Limitations of this study should also be acknowledged. The sample size was relatively small, which limits our power to detect variants with very small effects. Only a small number of candidate SNPs were examined, and the cohort was drawn from a single geographic region in Japan, which may limit generalizability. Although rs2946169 showed a nominal association with gestational duration, it did not remain significant after Bonferroni correction. Therefore, the result should be interpreted cautiously. In addition, we did not adjust for population stratification using principal components derived from genome-wide genotype data. Because this study was designed as a candidate-variant replication analysis, subtle confounding due to population structure cannot be completely excluded. Information on pregnancy complications, such as preeclampsia and gestational diabetes, and chronic maternal diseases at the time of first pregnancy was not systematically available for all participants; therefore, these factors could not be included as exclusion criteria or covariates. The number of preterm births was also small, limiting our ability to evaluate genetic associations with preterm birth as a binary outcome. Moreover, we did not analyze some loci identified in the original GWAS, such as AGTR2 and RAP2C, because suitable variants were not available in the Japonica Array dataset or did not meet the predefined criteria for representative SNP selection. These factors should be considered when interpreting the absence of association for rs2955117, rs12037376, and rs9861425 in our results.

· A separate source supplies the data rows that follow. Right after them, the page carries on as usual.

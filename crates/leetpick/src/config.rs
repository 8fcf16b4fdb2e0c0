//! Configuration file support for leetpick.
//!
//! Settings come from the global `config.toml` under the user's config
//! directory, then `leetpick.toml` in the working directory, then CLI flags.
//! Each layer overrides the one before it field by field.

use anyhow::{Context, Result};
use serde::Deserialize;
use std::collections::BTreeSet;
use std::path::{Path, PathBuf};

use leetpick_core::{Category, ProblemId};
use leetpick_logging::LogFormat;

/// The project config file name
pub const CONFIG_FILE_NAME: &str = "leetpick.toml";
pub const GLOBAL_CONFIG_DIR: &str = "leetpick";
pub const GLOBAL_CONFIG_FILE: &str = "config.toml";

pub const DEFAULT_DATA_DIR: &str = "data";
pub const DEFAULT_LIST: &str = "blind75";
pub const DEFAULT_NUM_PROBLEMS: usize = 5;
pub const DEFAULT_UNIVERSE_MAX_ID: ProblemId = 1699;

/// One layer of configuration as written in a TOML file
#[derive(Debug, Deserialize, Default, Clone, PartialEq)]
#[serde(deny_unknown_fields)]
pub struct FileConfig {
    /// Directory holding the catalog and ledger files
    pub data_dir: Option<PathBuf>,
    /// Default problem sources for `--list`
    pub lists: Option<Vec<String>>,
    /// Default number of problems per session
    pub num_problems: Option<usize>,
    /// Highest id considered by the universe fallback
    pub universe_max_id: Option<ProblemId>,
    /// Categories that never act as skip lists
    pub bypass_skip: Option<Vec<String>>,
    /// Stop using a category as a skip list when it is named in `--list`
    pub bypass_matching_list: Option<bool>,
    pub log_format: Option<String>,
    /// Append structured events to `<data_dir>/events.jsonl`
    pub log_events: Option<bool>,
}

impl FileConfig {
    /// Load one config file.
    ///
    /// Returns:
    /// - `Ok(Some(config))` if file exists and parses successfully
    /// - `Ok(None)` if file does not exist
    /// - `Err(...)` if file exists but fails to parse (hard error)
    pub fn load(config_path: &Path) -> Result<Option<Self>> {
        if !config_path.exists() {
            return Ok(None);
        }

        let content = std::fs::read_to_string(config_path)
            .with_context(|| format!("Failed to read {}", config_path.display()))?;

        let config: FileConfig = toml::from_str(&content)
            .with_context(|| format!("Failed to parse {}", config_path.display()))?;

        Ok(Some(config))
    }

    /// Fields set in `other` win over fields set in `self`.
    pub fn merge(self, other: FileConfig) -> FileConfig {
        FileConfig {
            data_dir: other.data_dir.or(self.data_dir),
            lists: other.lists.or(self.lists),
            num_problems: other.num_problems.or(self.num_problems),
            universe_max_id: other.universe_max_id.or(self.universe_max_id),
            bypass_skip: other.bypass_skip.or(self.bypass_skip),
            bypass_matching_list: other.bypass_matching_list.or(self.bypass_matching_list),
            log_format: other.log_format.or(self.log_format),
            log_events: other.log_events.or(self.log_events),
        }
    }
}

/// Path of the global config file, if a config directory exists
pub fn global_config_path() -> Option<PathBuf> {
    dirs::config_dir().map(|dir| dir.join(GLOBAL_CONFIG_DIR).join(GLOBAL_CONFIG_FILE))
}

/// Global config merged with the project config in `working_dir`.
pub fn load_layered(global: Option<&Path>, working_dir: &Path) -> Result<FileConfig> {
    let global = match global {
        Some(path) => FileConfig::load(path)?.unwrap_or_default(),
        None => FileConfig::default(),
    };
    let project = FileConfig::load(&working_dir.join(CONFIG_FILE_NAME))?.unwrap_or_default();
    Ok(global.merge(project))
}

/// Fully resolved settings with defaults applied
#[derive(Debug, Clone, PartialEq)]
pub struct Settings {
    pub data_dir: PathBuf,
    pub lists: Vec<String>,
    pub num_problems: usize,
    pub universe_max_id: ProblemId,
    pub bypass_skip: BTreeSet<Category>,
    pub bypass_matching_list: bool,
    pub log_format: LogFormat,
    pub log_events: bool,
}

impl Settings {
    pub fn resolve(config: FileConfig) -> Result<Self> {
        let bypass_skip = config
            .bypass_skip
            .unwrap_or_default()
            .iter()
            .map(|name| name.parse::<Category>())
            .collect::<std::result::Result<BTreeSet<_>, _>>()
            .map_err(|e| anyhow::anyhow!("Invalid bypass_skip entry: {}", e))?;

        let log_format = match config.log_format {
            Some(ref name) => name
                .parse::<LogFormat>()
                .map_err(|e| anyhow::anyhow!("Invalid log_format: {}", e))?,
            None => LogFormat::default(),
        };

        let universe_max_id = config.universe_max_id.unwrap_or(DEFAULT_UNIVERSE_MAX_ID);
        if universe_max_id == 0 {
            anyhow::bail!("universe_max_id must be a positive problem id");
        }

        Ok(Self {
            data_dir: config
                .data_dir
                .unwrap_or_else(|| PathBuf::from(DEFAULT_DATA_DIR)),
            lists: config
                .lists
                .unwrap_or_else(|| vec![DEFAULT_LIST.to_string()]),
            num_problems: config.num_problems.unwrap_or(DEFAULT_NUM_PROBLEMS),
            universe_max_id,
            bypass_skip,
            bypass_matching_list: config.bypass_matching_list.unwrap_or(true),
            log_format,
            log_events: config.log_events.unwrap_or(false),
        })
    }
}

#[cfg(test)]
mod tests {
    use super::*;
    use tempfile::TempDir;

    #[test]
    fn test_missing_files_give_defaults() {
        let dir = TempDir::new().unwrap();
        let config = load_layered(None, dir.path()).unwrap();
        assert_eq!(config, FileConfig::default());

        let settings = Settings::resolve(config).unwrap();
        assert_eq!(settings.data_dir, PathBuf::from("data"));
        assert_eq!(settings.lists, vec!["blind75"]);
        assert_eq!(settings.num_problems, 5);
        assert_eq!(settings.universe_max_id, 1699);
        assert!(settings.bypass_skip.is_empty());
        assert!(settings.bypass_matching_list);
        assert_eq!(settings.log_format, LogFormat::Pretty);
        assert!(!settings.log_events);
    }

    #[test]
    fn test_project_overrides_global_field_by_field() {
        let dir = TempDir::new().unwrap();
        let global = dir.path().join("global.toml");
        std::fs::write(
            &global,
            "num_problems = 3\nlists = [\"Google\"]\nlog_format = \"compact\"\n",
        )
        .unwrap();
        std::fs::write(
            dir.path().join(CONFIG_FILE_NAME),
            "num_problems = 8\nbypass_skip = [\"revisit\"]\n",
        )
        .unwrap();

        let settings = Settings::resolve(load_layered(Some(&global), dir.path()).unwrap()).unwrap();

        assert_eq!(settings.num_problems, 8);
        assert_eq!(settings.lists, vec!["Google"]);
        assert_eq!(settings.log_format, LogFormat::Compact);
        assert_eq!(settings.bypass_skip, BTreeSet::from([Category::Revisit]));
    }

    #[test]
    fn test_unknown_key_is_an_error() {
        let dir = TempDir::new().unwrap();
        std::fs::write(dir.path().join(CONFIG_FILE_NAME), "colour = \"blue\"\n").unwrap();

        let err = load_layered(None, dir.path()).unwrap_err();
        assert!(err.to_string().contains("Failed to parse"));
    }

    #[test]
    fn test_invalid_values_are_rejected() {
        let bad_category = FileConfig {
            bypass_skip: Some(vec!["someday".to_string()]),
            ..Default::default()
        };
        assert!(Settings::resolve(bad_category).is_err());

        let bad_format = FileConfig {
            log_format: Some("xml".to_string()),
            ..Default::default()
        };
        assert!(Settings::resolve(bad_format).is_err());

        let zero_universe = FileConfig {
            universe_max_id: Some(0),
            ..Default::default()
        };
        assert!(Settings::resolve(zero_universe).is_err());
    }
}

Future studies should integrate genetic factors with clinical and environmental predictors of gestational duration, such as prior preterm birth history, cervical length, infection-related biomarkers, maternal body mass index, smoking, hypertensive disorders of pregnancy, diabetes, nutritional status, socioeconomic conditions, and psychosocial stress. Gene–environment interactions may partly explain differences in genetic effect estimates across populations and should be evaluated in larger datasets. Although the effects of individual variants are modest, combining genetic markers with established risk factors may improve the prediction of abnormal delivery timing. Additionally, functional studies will be essential to clarify how EBF1 and related molecular pathways contribute to the maintenance of pregnancy and the initiation of labor.